税理士試験は「科目合格制度」を採用しており、以下の中から合計5科目に合格することで、税理士試験合格となります。

必修科目 会計学に属する科目
  • 簿記論
  • 財務諸表論
選択必修科目 税法に属する科目

※いずれか1科目

  • 所得税法
  • 法人税法
選択科目 ※いずれか2科目

※選択必修科目の中から2科目合格している場合は1科目でも可

  • 相続税法
  • 消費税法又は酒税法
  • 国税徴収法
  • 住民税又は事業税
  • 固定資産税

ただし、5科目すべてを1度に合格する必要はなく、毎年1〜2科目ずつ受験しながら数年かけて5科目合格を目指している人が多い傾向です。
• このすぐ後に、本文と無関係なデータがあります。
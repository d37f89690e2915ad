//! Portal TUI - a terminal client for the account portal.
//!
//! Provides login (local credentials or SSO), signup, email verification
//! and the admin settings screens against the portal backend. All business
//! logic lives in the backend; this client is presentation and navigation.

mod api;
mod app;
mod auth;
mod config;
mod models;
mod ui;
mod validate;

use std::io;
use std::sync::Arc;
use std::time::Duration;

use anyhow::Result;
use crossterm::{
    event::{self, DisableMouseCapture, EnableMouseCapture, Event, KeyCode, KeyModifiers},
    execute,
    terminal::{disable_raw_mode, enable_raw_mode, EnterAlternateScreen, LeaveAlternateScreen},
};
use ratatui::{backend::CrosstermBackend, Terminal};
use tracing::{info, warn};
use tracing_subscriber::{fmt, prelude::*, EnvFilter};
use url::Url;

use api::ApiClient;
use app::{App, Launch};
use auth::SessionProvider;
use config::Config;
use ui::input::handle_input;
use ui::render::render;

// ============================================================================
// Constants
// ============================================================================

/// Timeout for polling terminal events (in milliseconds)
const EVENT_POLL_TIMEOUT_MS: u64 = 100;

/// Log file name in the data directory
const LOG_FILE: &str = "portal.log";

/// Initialize the tracing subscriber.
///
/// Logs go to a file under the data dir so the alternate screen stays
/// clean; stderr is the fallback when no data dir is available. Use the
/// RUST_LOG env var to control the level (e.g. RUST_LOG=debug).
fn init_tracing() -> Option<tracing_appender::non_blocking::WorkerGuard> {
    let filter = EnvFilter::try_from_default_env().unwrap_or_else(|_| EnvFilter::new("warn"));

    if let Ok(dir) = Config::data_dir() {
        if std::fs::create_dir_all(&dir).is_ok() {
            let appender = tracing_appender::rolling::never(&dir, LOG_FILE);
            let (writer, guard) = tracing_appender::non_blocking(appender);
            tracing_subscriber::registry()
                .with(fmt::layer().with_writer(writer).with_ansi(false))
                .with(filter)
                .init();
            return Some(guard);
        }
    }

    tracing_subscriber::registry()
        .with(fmt::layer().with_writer(io::stderr))
        .with(filter)
        .init();
    None
}

/// Extract the verification token from a `--verify` argument: either a raw
/// token or a pasted verification link carrying a `token` query parameter.
fn parse_verify_target(arg: &str) -> Option<String> {
    if let Ok(url) = Url::parse(arg) {
        return url
            .query_pairs()
            .find(|(key, _)| key == "token")
            .map(|(_, value)| value.into_owned());
    }
    (!arg.is_empty()).then(|| arg.to_string())
}

fn parse_launch(args: &[String]) -> Launch {
    match args.iter().position(|a| a == "--verify") {
        Some(pos) => Launch::Verify(args.get(pos + 1).and_then(|a| parse_verify_target(a))),
        None => Launch::Home,
    }
}

#[tokio::main]
async fn main() -> Result<()> {
    // Load .env file if present (silently ignore if not found)
    let _ = dotenvy::dotenv();

    let _log_guard = init_tracing();
    info!("Portal TUI starting");

    let args: Vec<String> = std::env::args().skip(1).collect();
    let launch = parse_launch(&args);

    let mut config = match Config::load() {
        Ok(c) => c,
        Err(e) => {
            warn!(error = %e, "Failed to load config, using defaults");
            Config::default()
        }
    };
    if let Ok(url) = std::env::var("PORTAL_BACKEND_URL") {
        config.backend_url = url;
    }

    let api = ApiClient::new(&config.backend_url)?;

    // Kick off the session provider; screens render its loading state until
    // the silent check resolves.
    let session = Arc::new(SessionProvider::new());
    {
        let session = Arc::clone(&session);
        let api = api.clone();
        tokio::spawn(async move {
            session.initialize(&api).await;
        });
    }

    // Setup terminal
    enable_raw_mode()?;
    let mut stdout = io::stdout();
    execute!(stdout, EnterAlternateScreen, EnableMouseCapture)?;
    let backend = CrosstermBackend::new(stdout);
    let mut terminal = Terminal::new(backend)?;

    let mut app = App::new(config, api, Arc::clone(&session), launch);
    app.mount_screen();

    let result = run_app(&mut terminal, &mut app).await;

    // Restore terminal
    disable_raw_mode()?;
    execute!(
        terminal.backend_mut(),
        LeaveAlternateScreen,
        DisableMouseCapture
    )?;
    terminal.show_cursor()?;

    session.shutdown();

    if let Err(e) = result {
        eprintln!("Error: {}", e);
    }

    info!("Portal TUI shutting down");
    Ok(())
}

async fn run_app(
    terminal: &mut Terminal<CrosstermBackend<io::Stdout>>,
    app: &mut App,
) -> Result<()> {
    loop {
        // Draw UI
        terminal.draw(|f| render(f, app))?;

        // Poll for events with timeout to allow background updates
        if event::poll(Duration::from_millis(EVENT_POLL_TIMEOUT_MS))? {
            if let Event::Key(key) = event::read()? {
                // Ctrl+C to quit
                if key.code == KeyCode::Char('c') && key.modifiers.contains(KeyModifiers::CONTROL) {
                    return Ok(());
                }

                if handle_input(app, key)? {
                    return Ok(());
                }
            }
        }

        // Drain finished backend requests and fire due redirects
        app.check_background_tasks();
        app.check_redirect();
        app.maybe_fetch_hello();
    }
}

#[cfg(test)]
mod tests {
    use super::*;

    #[test]
    fn test_parse_verify_target_raw_token() {
        assert_eq!(
            parse_verify_target("abc123").as_deref(),
            Some("abc123")
        );
        assert!(parse_verify_target("").is_none());
    }

    #[test]
    fn test_parse_verify_target_link() {
        assert_eq!(
            parse_verify_target("https://portal.example.com/verify?token=abc123").as_deref(),
            Some("abc123")
        );
        // A link without a token parameter is not a verification link
        assert!(parse_verify_target("https://portal.example.com/verify").is_none());
    }

    #[test]
    fn test_parse_launch() {
        assert!(matches!(parse_launch(&[]), Launch::Home));

        let args = vec!["--verify".to_string(), "tok".to_string()];
        match parse_launch(&args) {
            Launch::Verify(Some(token)) => assert_eq!(token, "tok"),
            other => panic!("unexpected launch: {:?}", other),
        }

        // --verify with no token still lands on the verify screen, which
        // reports the invalid link
        assert!(matches!(
            parse_launch(&["--verify".to_string()]),
            Launch::Verify(None)
        ));
    }
}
受験の回数制限も設けられていないため、具体的な学習計画をたてて戦略的に進めていくことが大切でしょう。

ここからは、各科目の出題ポイントを紹介します。

参考:令和5年度(第73回)税理士試験出題のポイント|国税庁

会計学科目①簿記論

簿記論では、企業や個人事業主における取引の記録や計算方法について理解できているかが求められます。令和5年度の税理士試験では、以下の内容に焦点を当てて出題されています。

  • 特殊仕訳帳と精算勘定を用いた仕訳方法
  • ソフトウェアの取得原価と仕訳処理
  • 決算整理前残高試算表から決算整理後の試算表を作成する際の仕訳と計算能力
  • 外貨建取引の換算や外貨建金銭債権債務の期末換算および為替予約の会計処理

会計学科目②財務諸表論

財務諸表論では、会社法および会社計算規則に基づいた財務諸表の作成方法・ルール・考え方などを幅広く学び、十分に理解できているかが求められます。

複数分野にわたる資料を正確に読み取り、貸借対照表及び損益計算書を適切に作成できることがポイントです。

税法科目①所得税法

金融資産の代表例ともいえる上場株式の配当の課税方法について、正しく理解することがポイントです。

税理士の実務においても、個人の金融資産に対してそれぞれの制度の特徴を深く理解した上で保有状況に応じた適切な課税方法を選択することが求められています。

また個人の場合、退職・独立開業・住宅購入・結婚・相続などさまざまな節目があり、ライフステージも異なります。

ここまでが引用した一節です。